Optimize Amazon Aurora PostgreSQL auto scaling performance with automated cache pre-warming

Amazon Aurora is a relational database service offering performance and high availability at scale. Aurora is compatible with both MySQL and PostgreSQL. You can reuse most of your existing application code and tools with little or no change.

Aurora database (DB) clusters consist of one or more DB instances and a cluster volume that contains the data for those DB instances. This cluster volume is a distributed database storage that spans multiple Availability Zones, with each Availability Zone having a copy of the DB cluster data. Read replicas connect to the same cluster volume that the primary DB instance writes into. As a result, all Aurora replicas return the same data for query results with minimal replica lag. This lag is usually much less than 100 milliseconds after the primary instance has written an update.

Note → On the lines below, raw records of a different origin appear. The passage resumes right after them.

//! # formsync-signals
//!
//! Signal dispatcher for formsync. A [`Signal`] lets the form aggregate
//! notify any number of observers (typically the rendering layer) that state
//! changed, without knowing who they are.
//!
//! Receivers are invoked synchronously, in connection order, on the thread
//! that calls [`Signal::send`]. The receiver list is snapshotted before
//! dispatch, so a receiver may connect or disconnect receivers (including
//! itself) without deadlocking; such changes take effect on the next send.
//!
//! ## Usage
//!
//! ```
//! use formsync_signals::Signal;
//! use std::sync::Arc;
//!
//! let signal: Signal<String> = Signal::new();
//!
//! signal.connect("logger", Arc::new(|name: &String| {
//!     println!("{name} changed");
//! }));
//!
//! assert_eq!(signal.send(&"email".to_string()), 1);
//! ```

use std::fmt;
use std::sync::{Arc, RwLock};

/// The type signature for a signal receiver callback.
///
/// Receivers must be `Send + Sync` so that a signal can live inside
/// shareable state.
pub type SignalReceiver<T> = Arc<dyn Fn(&T) + Send + Sync>;

/// A signal that can be connected to and dispatched.
///
/// Each signal carries a payload type `T`. Receivers are called in the order
/// they were connected.
pub struct Signal<T: 'static> {
    receivers: RwLock<Vec<(String, SignalReceiver<T>)>>,
}

impl<T: 'static> Default for Signal<T> {
    fn default() -> Self {
        Self::new()
    }
}

impl<T: 'static> fmt::Debug for Signal<T> {
    fn fmt(&self, f: &mut fmt::Formatter<'_>) -> fmt::Result {
        f.debug_struct("Signal")
            .field("receivers", &self.receiver_ids())
            .finish()
    }
}

impl<T: 'static> Signal<T> {
    /// Creates a new signal with no connected receivers.
    pub fn new() -> Self {
        Self {
            receivers: RwLock::new(Vec::new()),
        }
    }

    /// Connects a receiver to this signal.
    ///
    /// The `receiver_id` is used to identify the receiver for later disconnection.
    /// If a receiver with the same ID is already connected, it is replaced in place
    /// and keeps its position in the dispatch order.
    pub fn connect(&self, receiver_id: impl Into<String>, callback: SignalReceiver<T>) {
        let id = receiver_id.into();
        let mut receivers = self.receivers.write().expect("signal lock poisoned");

        if let Some(entry) = receivers.iter_mut().find(|(rid, _)| *rid == id) {
            entry.1 = callback;
        } else {
            receivers.push((id, callback));
        }
    }

    /// Disconnects the receiver with the given ID.
    ///
    /// Returns `true` if a receiver was found and removed.
    pub fn disconnect(&self, receiver_id: &str) -> bool {
        let mut receivers = self.receivers.write().expect("signal lock poisoned");
        let len_before = receivers.len();
        receivers.retain(|(id, _)| id != receiver_id);
        receivers.len() < len_before
    }

    /// Sends the signal to all connected receivers.
    ///
    /// Returns the number of receivers that were called.
    pub fn send(&self, payload: &T) -> usize {
        let snapshot: Vec<SignalReceiver<T>> = {
            let receivers = self.receivers.read().expect("signal lock poisoned");
            receivers.iter().map(|(_, cb)| Arc::clone(cb)).collect()
        };
        tracing::trace!(receivers = snapshot.len(), "dispatching signal");
        for callback in &snapshot {
            callback(payload);
        }
        snapshot.len()
    }

    /// Returns the number of connected receivers.
    pub fn receiver_count(&self) -> usize {
        self.receivers.read().expect("signal lock poisoned").len()
    }

    /// Returns the IDs of the connected receivers in dispatch order.
    pub fn receiver_ids(&self) -> Vec<String> {
        self.receivers
            .read()
            .expect("signal lock poisoned")
            .iter()
            .map(|(id, _)| id.clone())
            .collect()
    }
}
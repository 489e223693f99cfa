//! # formsync-forms
//!
//! Form-state synchronization. A [`FormAggregate`] owns the canonical state
//! of a dynamic set of named fields; each [`FieldUnit`] registers itself,
//! turns raw input events into semantic values, and submits partial updates.
//! Every update re-runs validation synchronously and notifies observers.
//!
//! ## Modules
//!
//! - [`event`] - Raw input events and update triggers
//! - [`normalize`] - Pure value normalization (checkbox semantics, format, trim)
//! - [`field_state`] - Per-field state and partial updates
//! - [`form_state`] - Aggregate state snapshot
//! - [`validation`] - The validation pipeline
//! - [`validators`] - Stock per-value validators
//! - [`aggregate`] - The single-writer form aggregate and its capability trait
//! - [`field`] - Field units and their configuration
//! - [`render`] - Rendering variants and built-in widgets

pub mod aggregate;
pub mod event;
pub mod field;
pub mod field_state;
pub mod form_state;
pub mod normalize;
pub mod render;
pub mod validation;
pub mod validators;

pub use aggregate::{FieldUpdate, FormAggregate, FormCapabilities, FormEvent};
pub use event::{EventTarget, FieldTrigger, InputType, RawEvent};
pub use field::{Component, FieldConfig, FieldEvents, FieldUnit};
pub use field_state::{FieldProps, FieldState, FieldStatePatch, InitialFieldState};
pub use form_state::{FormState, FormValues};
pub use normalize::{Formatter, InitialValue};
pub use render::{CustomProps, CustomRenderer, Markup, Renderer};
pub use validation::{Validate, ValidationErrors};
pub use validators::{FieldValidators, Validator};
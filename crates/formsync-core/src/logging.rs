//! Logging integration for formsync.
//!
//! Provides helpers for configuring [`tracing`]-based logging from
//! [`Settings`](crate::settings::Settings) and for creating per-field spans.

use crate::settings::Settings;

/// Sets up the global tracing subscriber based on the given settings.
///
/// The filter is read from `settings.log_level`. In debug mode a pretty,
/// human-readable format is used; otherwise a structured JSON format is used.
/// Installing a second subscriber is silently ignored.
pub fn setup_logging(settings: &Settings) {
    use tracing_subscriber::fmt;
    use tracing_subscriber::EnvFilter;

    let filter = EnvFilter::try_new(&settings.log_level).unwrap_or_else(|_| EnvFilter::new("info"));

    if settings.debug {
        fmt::Subscriber::builder()
            .with_env_filter(filter)
            .with_target(true)
            .with_thread_ids(false)
            .with_file(true)
            .with_line_number(true)
            .pretty()
            .try_init()
            .ok();
    } else {
        fmt::Subscriber::builder()
            .with_env_filter(filter)
            .with_target(true)
            .json()
            .try_init()
            .ok();
    }
}

/// Creates a tracing span scoped to one field of one form.
///
/// # Examples
///
/// ```
/// use formsync_core::logging::field_span;
///
/// let span = field_span("login", "email");
/// let _guard = span.enter();
/// tracing::info!("field updated");
/// ```
pub fn field_span(form: &str, field: &str) -> tracing::Span {
    tracing::debug_span!("field", form = form, name = field)
}
//! Value normalization.
//!
//! Pure functions that turn raw control data and configured initial values
//! into semantic field values. The semantic value of every field is a
//! `String`: checkboxes carry their "on" value or the empty string, booleans
//! are stringified, and anything unset becomes the empty string. None of
//! these functions can fail.

use std::fmt;
use std::sync::Arc;

use crate::event::{InputType, RawEvent};

/// A configured initial value, before normalization.
#[derive(Debug, Clone, Default, PartialEq, Eq)]
pub enum InitialValue {
    /// No value was configured.
    #[default]
    Unset,
    /// A string value.
    Text(String),
    /// A boolean value.
    Bool(bool),
}

impl InitialValue {
    /// Returns the raw value as JSON, as exposed through field props.
    pub fn to_json(&self) -> serde_json::Value {
        match self {
            Self::Unset => serde_json::Value::Null,
            Self::Text(s) => serde_json::Value::String(s.clone()),
            Self::Bool(b) => serde_json::Value::Bool(*b),
        }
    }
}

impl From<&str> for InitialValue {
    fn from(value: &str) -> Self {
        Self::Text(value.to_string())
    }
}

impl From<String> for InitialValue {
    fn from(value: String) -> Self {
        Self::Text(value)
    }
}

impl From<bool> for InitialValue {
    fn from(value: bool) -> Self {
        Self::Bool(value)
    }
}

impl<T: Into<Self>> From<Option<T>> for InitialValue {
    fn from(value: Option<T>) -> Self {
        value.map_or(Self::Unset, Into::into)
    }
}

/// A value → displayed value transform. Identity by default.
#[derive(Clone)]
pub struct Formatter(Arc<dyn Fn(&str) -> String + Send + Sync>);

impl Formatter {
    /// Wraps a transform function.
    pub fn new(f: impl Fn(&str) -> String + Send + Sync + 'static) -> Self {
        Self(Arc::new(f))
    }

    /// The identity transform.
    pub fn identity() -> Self {
        Self::new(|value: &str| value.to_string())
    }

    /// Applies the transform.
    pub fn apply(&self, value: &str) -> String {
        (self.0)(value)
    }
}

impl Default for Formatter {
    fn default() -> Self {
        Self::identity()
    }
}

impl fmt::Debug for Formatter {
    fn fmt(&self, f: &mut fmt::Formatter<'_>) -> fmt::Result {
        f.write_str("Formatter(..)")
    }
}

/// Converts a raw event into the semantic value for a field of `field_kind`.
///
/// The input type reported by the event target takes precedence; the field's
/// configured kind is used when the target does not report one. A checkbox
/// yields its value when checked and `""` otherwise. Every other kind,
/// radios included, yields the raw value verbatim regardless of `checked`.
/// A missing raw value yields `""`.
pub fn normalize_incoming(event: &RawEvent, field_kind: InputType) -> String {
    let target = &event.target;
    let kind = target.input_type.unwrap_or(field_kind);
    let raw = target.value.clone().unwrap_or_default();

    match kind {
        InputType::Checkbox => {
            if target.checked {
                raw
            } else {
                String::new()
            }
        }
        InputType::Radio | InputType::Text | InputType::Select | InputType::Textarea => raw,
    }
}

/// Normalizes a configured initial value.
///
/// Booleans are stringified so equality and serialization stay consistent.
pub fn normalize_initial(value: &InitialValue) -> String {
    match value {
        InitialValue::Unset => String::new(),
        InitialValue::Text(s) => s.clone(),
        InitialValue::Bool(b) => b.to_string(),
    }
}

/// Normalizes an initial value for a field of a given kind.
///
/// For checkable kinds with an explicit `checked` prop, the value prop is the
/// "on" value: it becomes the semantic value only when checked. Otherwise this
/// is [`normalize_initial`].
pub fn normalize_initial_for(
    kind: InputType,
    value: &InitialValue,
    checked: Option<bool>,
) -> String {
    if kind.is_checkable() && checked == Some(false) {
        String::new()
    } else {
        normalize_initial(value)
    }
}

/// Reads a stored value: applies `format`, then strips surrounding
/// whitespace when `trim` is set.
pub fn read_value(value: &str, format: &Formatter, trim: bool) -> String {
    let formatted = format.apply(value);
    if trim {
        formatted.trim().to_string()
    } else {
        formatted
    }
}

The low replication lag allows for patterns such as auto scaling of Aurora replicas with minimal impact to clients from a data consistency perspective. When clients start running queries on new replicas, they will notice a longer runtime for the first few times that queries are run; this is due to the cold cache of the replica. As the database runs more queries, the cache gets populated and the clients notice faster runtimes. Although this is generally not a problem because the database takes care of populating the cache, for latency-sensitive applications, this may introduce unexpected latency spikes, especially if clients are connecting using a load-balanced endpoint.

In this post, we focus on how to address the cold cache so clients that are connecting through a load-balanced endpoint get a consistent experience regardless of whether the replicas are automatically or manually scaled. In addition, we also look at other caching solutions such as Amazon ElastiCache, a fully managed Memcached, Redis, and Valkey compatible service, that can further improve the overall experience for latency-sensitive applications and, in some situations (such as higher cache hits), lead to less frequent auto-scaling events of the Aurora read replicas.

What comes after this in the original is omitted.